Sábado 10 de junio

Sábado 10 de junio
IX semana del tiempo ordinario

(Recuerda:
1. Pide el Espíritu Santo
2. Lee despacio y entiende
3. Medita qué te dice la Palabra de Dios
4. Ora, respóndele al Señor)

Evangelio según San Marcos 12, 38-44

En aquel tiempo, enseñaba Jesús a la multitud y les decía: ¡Cuidado con los letrados! Les encanta pasearse con amplio ropaje y que les hagan reverencias en la plaza, buscan los asientos de honor en las sinagogas y los primeros puestos en los banquetes; y devoran los bienes de las viudas con pretexto de largos rezos. Esos recibirán una sentencia más rigurosa.
Estando Jesús sentado enfrente del cepillo del templo, observaba a la gente que iba echando dinero: muchos ricos echaban en cantidad; se acercó una viuda pobre y echó dos reales. Llamando a sus discípulos, les dijo: Os aseguro que esa pobre viuda ha echado en el cepillo más que nadie. Porque los demás han echado de lo que les sobra, pero ésta, que pasa necesidad, ha echado todo lo que tenía para vivir.

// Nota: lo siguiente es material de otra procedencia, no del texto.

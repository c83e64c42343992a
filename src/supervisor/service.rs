//! Managed service definitions.

use std::path::PathBuf;

use crate::config::SupervisorConfig;
use crate::process::ProcessInfo;

/// A named long-running process the supervisor is responsible for.
/// Built once from configuration, immutable afterwards.
#[derive(Debug, Clone)]
pub struct ManagedService {
    pub name: String,
    /// Program to execute
    pub program: PathBuf,
    pub args: Vec<String>,
    pub pid_file: PathBuf,
    pub log_file: PathBuf,
    pub error_log_file: PathBuf,
    /// Declared listening port, probed during startup validation
    pub port: Option<u16>,
    pub health: HealthCheck,
}

/// Service-specific health predicate.
#[derive(Debug, Clone)]
pub enum HealthCheck {
    /// The launched PID is still alive
    ProcessAlive,
    /// An HTTP GET to the URL returns a response
    HttpGet { url: String },
}

/// Derived on demand, never stored.
#[derive(Debug, Clone, Copy, PartialEq, Eq)]
pub enum ServiceState {
    Stopped,
    Running { pid: u32 },
}

impl ServiceState {
    pub fn pid(&self) -> Option<u32> {
        match self {
            ServiceState::Running { pid } => Some(*pid),
            ServiceState::Stopped => None,
        }
    }
}

/// What `status` reports for one service.
#[derive(Debug)]
pub struct StatusReport {
    pub name: String,
    pub state: ServiceState,
    /// Present when the service is running and the process is introspectable
    pub metrics: Option<ProcessInfo>,
    /// Present when the service declares a port
    pub port_bound: Option<bool>,
}

/// The CoinButler service set. Declared order is start order (bot first);
/// stop runs in reverse.
pub fn coinbutler_services(config: &SupervisorConfig) -> Vec<ManagedService> {
    let run = config.run_path();
    let logs = config.log_path();
    let python = config.python_path();

    let bot = ManagedService {
        name: "bot".to_string(),
        program: python.clone(),
        args: vec!["main.py".to_string(), "bot".to_string()],
        pid_file: run.join("bot.pid"),
        log_file: logs.join("bot.log"),
        error_log_file: logs.join("bot.error.log"),
        port: None,
        health: HealthCheck::ProcessAlive,
    };

    let dashboard = ManagedService {
        name: "dashboard".to_string(),
        program: python,
        args: [
            "-m",
            "streamlit",
            "run",
            "dashboard.py",
            "--server.address",
            &config.dashboard.host,
            "--server.port",
            &config.dashboard.port.to_string(),
            "--server.headless",
            "true",
            "--server.fileWatcherType",
            "none",
            "--browser.gatherUsageStats",
            "false",
        ]
        .map(str::to_string)
        .to_vec(),
        pid_file: run.join("dashboard.pid"),
        log_file: logs.join("dashboard.log"),
        error_log_file: logs.join("dashboard.error.log"),
        port: Some(config.dashboard.port),
        health: HealthCheck::HttpGet {
            url: format!("http://127.0.0.1:{}/", config.dashboard.port),
        },
    };

    vec![bot, dashboard]
}

#[cfg(test)]
mod tests {
    use super::*;

    #[test]
    fn bot_starts_before_dashboard() {
        let services = coinbutler_services(&SupervisorConfig::default());
        let names: Vec<&str> = services.iter().map(|s| s.name.as_str()).collect();
        assert_eq!(names, vec!["bot", "dashboard"]);
    }

    #[test]
    fn dashboard_declares_configured_port() {
        let mut config = SupervisorConfig::default();
        config.dashboard.port = 9000;
        let services = coinbutler_services(&config);
        let dashboard = services.iter().find(|s| s.name == "dashboard").unwrap();
        assert_eq!(dashboard.port, Some(9000));
        match &dashboard.health {
            HealthCheck::HttpGet { url } => assert!(url.contains(":9000")),
            other => panic!("unexpected health check: {other:?}"),
        }
    }
}
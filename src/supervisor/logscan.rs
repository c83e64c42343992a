//! Log-tail heuristics for startup validation.
//!
//! A keyword hit in the tail of a fresh log is a warning; a hit that also
//! matches one of the critical patterns fails the start. Both keyword tables
//! are configuration, not code.

use std::fs;
use std::io;
use std::path::Path;

use serde::Deserialize;

/// Tunable classification policy for the log scan step.
#[derive(Debug, Clone, Deserialize)]
pub struct LogScanPolicy {
    /// How many lines from the end of the log to inspect
    pub tail_lines: usize,
    /// Case-insensitive keywords that flag a line at all
    pub keywords: Vec<String>,
    /// Glob patterns (`*` wildcard) that escalate a flagged line to critical
    pub critical_patterns: Vec<String>,
}

impl Default for LogScanPolicy {
    fn default() -> Self {
        Self {
            tail_lines: 30,
            keywords: [
                "error",
                "exception",
                "failed",
                "traceback",
                "fatal",
                "critical",
            ]
            .map(str::to_string)
            .to_vec(),
            critical_patterns: [
                "connection*failed",
                "database*error",
                "network*error",
                "api*error",
            ]
            .map(str::to_string)
            .to_vec(),
        }
    }
}

/// Result of scanning a log tail.
#[derive(Debug, Default)]
pub struct ScanReport {
    /// Lines matching a keyword but no critical pattern
    pub warnings: Vec<String>,
    /// Lines matching a keyword and a critical pattern
    pub critical: Vec<String>,
}

impl ScanReport {
    pub fn is_critical(&self) -> bool {
        !self.critical.is_empty()
    }
}

/// Last `n` lines of a file. A missing file reads as empty: the service may
/// not have written anything yet, which is not an error.
pub fn tail_lines(path: &Path, n: usize) -> io::Result<Vec<String>> {
    let contents = match fs::read_to_string(path) {
        Ok(contents) => contents,
        Err(e) if e.kind() == io::ErrorKind::NotFound => return Ok(Vec::new()),
        Err(e) => return Err(e),
    };

    let lines: Vec<&str> = contents.lines().collect();
    let start = lines.len().saturating_sub(n);
    Ok(lines[start..].iter().map(|l| l.to_string()).collect())
}

/// Read everything appended after `offset`, returning the new content and
/// the offset to resume from. A file shorter than the offset is treated as
/// rotated and read from the start; a missing file reads as empty.
pub fn read_appended(path: &Path, offset: u64) -> io::Result<(String, u64)> {
    use std::io::{Read, Seek, SeekFrom};

    let mut file = match fs::File::open(path) {
        Ok(file) => file,
        Err(e) if e.kind() == io::ErrorKind::NotFound => return Ok((String::new(), 0)),
        Err(e) => return Err(e),
    };

    let len = file.metadata()?.len();
    let start = if len < offset { 0 } else { offset };
    file.seek(SeekFrom::Start(start))?;

    let mut buf = String::new();
    file.read_to_string(&mut buf)?;
    let next = start + buf.len() as u64;
    Ok((buf, next))
}

/// Classify log lines against the policy.
pub fn scan(policy: &LogScanPolicy, lines: &[String]) -> ScanReport {
    let mut report = ScanReport::default();

    for line in lines {
        let lower = line.to_lowercase();
        if !policy.keywords.iter().any(|k| lower.contains(k.as_str())) {
            continue;
        }
        if policy
            .critical_patterns
            .iter()
            .any(|p| glob_match(p, &lower))
        {
            report.critical.push(line.clone());
        } else {
            report.warnings.push(line.clone());
        }
    }

    report
}

/// Substring glob: `*` matches any run of characters, the pattern may match
/// anywhere in the text. Also used by the pattern-based process sweep.
pub(crate) fn glob_match(pattern: &str, text: &str) -> bool {
    let mut rest = text;

    for part in pattern.split('*') {
        if part.is_empty() {
            continue;
        }
        match rest.find(part) {
            Some(pos) => rest = &rest[pos + part.len()..],
            None => return false,
        }
    }

    true
}

#[cfg(test)]
mod tests {
    use super::*;

    fn lines(texts: &[&str]) -> Vec<String> {
        texts.iter().map(|t| t.to_string()).collect()
    }

    #[test]
    fn connection_failed_is_critical() {
        let policy = LogScanPolicy::default();
        let report = scan(
            &policy,
            &lines(&["starting up", "ERROR: Connection failed after 3 retries"]),
        );
        assert!(report.is_critical());
        assert_eq!(report.critical.len(), 1);
    }

    #[test]
    fn plain_warning_is_not_critical() {
        let policy = LogScanPolicy::default();
        let report = scan(&policy, &lines(&["warning: slow response from upbit"]));
        // "warning" is not in the keyword set at all
        assert!(!report.is_critical());
        assert!(report.warnings.is_empty());
    }

    #[test]
    fn keyword_without_critical_pattern_is_a_warning() {
        let policy = LogScanPolicy::default();
        let report = scan(&policy, &lines(&["order failed: insufficient balance"]));
        assert!(!report.is_critical());
        assert_eq!(report.warnings.len(), 1);
    }

    #[test]
    fn matching_is_case_insensitive() {
        let policy = LogScanPolicy::default();
        let report = scan(&policy, &lines(&["FATAL: Database ERROR on startup"]));
        assert!(report.is_critical());
    }

    #[test]
    fn glob_wildcard_spans_words() {
        assert!(glob_match("connection*failed", "connection to api failed"));
        assert!(glob_match("api*error", "api returned error 500"));
        assert!(!glob_match("database*error", "database is fine"));
    }

    #[test]
    fn tail_returns_last_n_lines() {
        let dir = tempfile::tempdir().expect("tempdir");
        let path = dir.path().join("svc.log");
        let body: Vec<String> = (1..=50).map(|i| format!("line {i}")).collect();
        std::fs::write(&path, body.join("\n")).expect("write");

        let tail = tail_lines(&path, 30).expect("tail");
        assert_eq!(tail.len(), 30);
        assert_eq!(tail.first().map(String::as_str), Some("line 21"));
        assert_eq!(tail.last().map(String::as_str), Some("line 50"));
    }

    #[test]
    fn missing_log_reads_as_empty() {
        let dir = tempfile::tempdir().expect("tempdir");
        let tail = tail_lines(&dir.path().join("absent.log"), 30).expect("tail");
        assert!(tail.is_empty());
    }

    #[test]
    fn appended_content_is_read_from_the_offset() {
        let dir = tempfile::tempdir().expect("tempdir");
        let path = dir.path().join("svc.log");

        std::fs::write(&path, "one\n").expect("write");
        let (chunk, offset) = read_appended(&path, 0).expect("read");
        assert_eq!(chunk, "one\n");

        let mut file = std::fs::OpenOptions::new()
            .append(true)
            .open(&path)
            .expect("open");
        use std::io::Write;
        file.write_all(b"two\n").expect("append");
        drop(file);

        let (chunk, offset) = read_appended(&path, offset).expect("read");
        assert_eq!(chunk, "two\n");

        // Rotation: the file shrank, so reading resumes from the start.
        std::fs::write(&path, "x\n").expect("truncate");
        let (chunk, _) = read_appended(&path, offset).expect("read");
        assert_eq!(chunk, "x\n");
    }
}
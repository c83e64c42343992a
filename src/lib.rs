pub mod cli;
pub mod config;
pub mod envcheck;
pub mod error;
pub mod process;
pub mod retry;
pub mod supervisor;

pub use config::SupervisorConfig;
pub use error::{ButlerError, Result, ValidationFailure};
pub use process::{MockProbe, ProcessInfo, ProcessProbe, SystemProbe};
pub use retry::{wait_until, WaitOutcome};
pub use supervisor::{
    AuditLog, HealthCheck, LogScanPolicy, ManagedService, RunMode, ServiceState, StartOutcome,
    StatusReport, StopOutcome, Supervisor,
};
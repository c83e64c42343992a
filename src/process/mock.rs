//! Fake discovery for tests.
//!
//! The mock fakes what the supervisor *discovers* (process listings, port
//! ownership); liveness stays real so tests can exercise termination against
//! processes they actually spawned.

use std::collections::HashMap;

use super::{pid_is_alive, ProcessInfo, ProcessProbe};

#[derive(Default)]
pub struct MockProbe {
    processes: Vec<ProcessInfo>,
    ports: HashMap<u16, Vec<u32>>,
}

impl MockProbe {
    pub fn new() -> Self {
        Self::default()
    }

    pub fn add_process(&mut self, pid: u32, command: &str) -> &mut Self {
        self.processes.push(ProcessInfo {
            pid,
            command: command.to_string(),
            cpu_percent: 0.0,
            memory_bytes: 0,
            run_time_secs: 0,
        });
        self
    }

    pub fn bind_port(&mut self, port: u16, pid: u32) -> &mut Self {
        self.ports.entry(port).or_default().push(pid);
        self
    }
}

impl ProcessProbe for MockProbe {
    fn list(&mut self) -> Vec<ProcessInfo> {
        self.processes
            .iter()
            .filter(|p| pid_is_alive(p.pid))
            .cloned()
            .collect()
    }

    fn is_alive(&mut self, pid: u32) -> bool {
        pid_is_alive(pid)
    }

    fn info(&mut self, pid: u32) -> Option<ProcessInfo> {
        if !pid_is_alive(pid) {
            return None;
        }
        self.processes.iter().find(|p| p.pid == pid).cloned()
    }

    fn listeners_on_port(&mut self, port: u16) -> Vec<u32> {
        self.ports
            .get(&port)
            .map(|pids| pids.iter().copied().filter(|p| pid_is_alive(*p)).collect())
            .unwrap_or_default()
    }
}
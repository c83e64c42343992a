//! Command-line surface.
//!
//! butler start [SERVICE] [--foreground]  - Start all services, or one
//! butler stop [SERVICE]                  - Stop all services, or one
//! butler restart [SERVICE]               - Restart all services, or one
//! butler status [SERVICE]                - Show service status
//! butler logs <TARGET>                   - View service/error/system logs
//! butler watch                           - Monitor and auto-restart
//! butler check                           - Environment diagnostics

mod commands;

use clap::{Parser, Subcommand};
use std::path::PathBuf;

pub use commands::run;

#[derive(Parser, Debug)]
#[command(name = "butler", version, about = "Process supervisor for the CoinButler trading system")]
pub struct Cli {
    /// Directory containing butler.toml (defaults to the current directory)
    #[arg(short, long, env = "BUTLER_CONFIG_DIR")]
    pub config_dir: Option<PathBuf>,

    #[command(subcommand)]
    pub command: Commands,
}

#[derive(Subcommand, Debug)]
pub enum Commands {
    /// Start services (all of them when SERVICE is omitted)
    Start {
        /// Specific service to start (bot, dashboard)
        service: Option<String>,

        /// Run in the foreground instead of detaching (single service only)
        #[arg(long)]
        foreground: bool,
    },

    /// Stop services (all of them when SERVICE is omitted)
    Stop {
        /// Specific service to stop
        service: Option<String>,
    },

    /// Stop and start services
    Restart {
        /// Specific service to restart
        service: Option<String>,
    },

    /// Show service status
    Status {
        /// Specific service (shows all when omitted)
        service: Option<String>,
    },

    /// View logs: a service name, "error", or "system"
    Logs {
        /// Log target (bot, dashboard, error, system)
        target: String,

        /// Number of lines to show
        #[arg(short = 'n', long, default_value = "50")]
        tail: usize,

        /// Follow log output
        #[arg(short, long)]
        follow: bool,
    },

    /// Monitor running services and restart any that die
    Watch,

    /// Diagnose the environment without touching any process
    Check,
}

Pistas: Ahora Jesús enseña a la multitud, denunciando la falsedad y la hipocresía. Y a sus discípulos les muestra cuál quiere que sea el camino que sigan.
“¡Cuidado!” ¿Cómo vives? ¿Qué tipo de discípulo eres? ¿Qué Iglesia estás construyendo? ¿Eres el letrado hipócrita, egoísta, interesado, acomodado, materialista, mentiroso? ¿O eres como la viuda: das lo que tienes, entregas la vida, todo, sin reservas, con autenticidad? ¿Cuál eres? El que se ha dejado atrapar por el pecado y las autojustificaciones, por una vida acomodada y mentirosa. O el que, pase lo que pase, se fía de Dios y da todo.
El templo ahora es la Iglesia, es la comunidad, donde Jesús te pide que entregues lo que tienes y lo que eres. El templo es la persona que sufre, el pobre, el que necesita a Dios, el que necesita tu mano y tu ayuda, es la sociedad en la que vives. Jesús no te pide que seas rico (ni tampoco pobre), no se trata de una cuestión económica. Lo que te pide es que des lo que tienes en tu interior, que te fíes, que no te guardes nada.
Hoy te llama y te dice: ¡Cuidado! ¿Quién eres? Aunque duela ver la verdad, deja que la Palabra de Dios te hable, reza y que el Espíritu Santo inunde tu corazón. Y así vivirás en el amor, en la entrega, en la verdad y fidelidad a Jesús, que lo ha dado todo por ti, incluida su propia vida.

Relee el Evangelio, escucha lo que Dios te dice y respóndele con tu oración.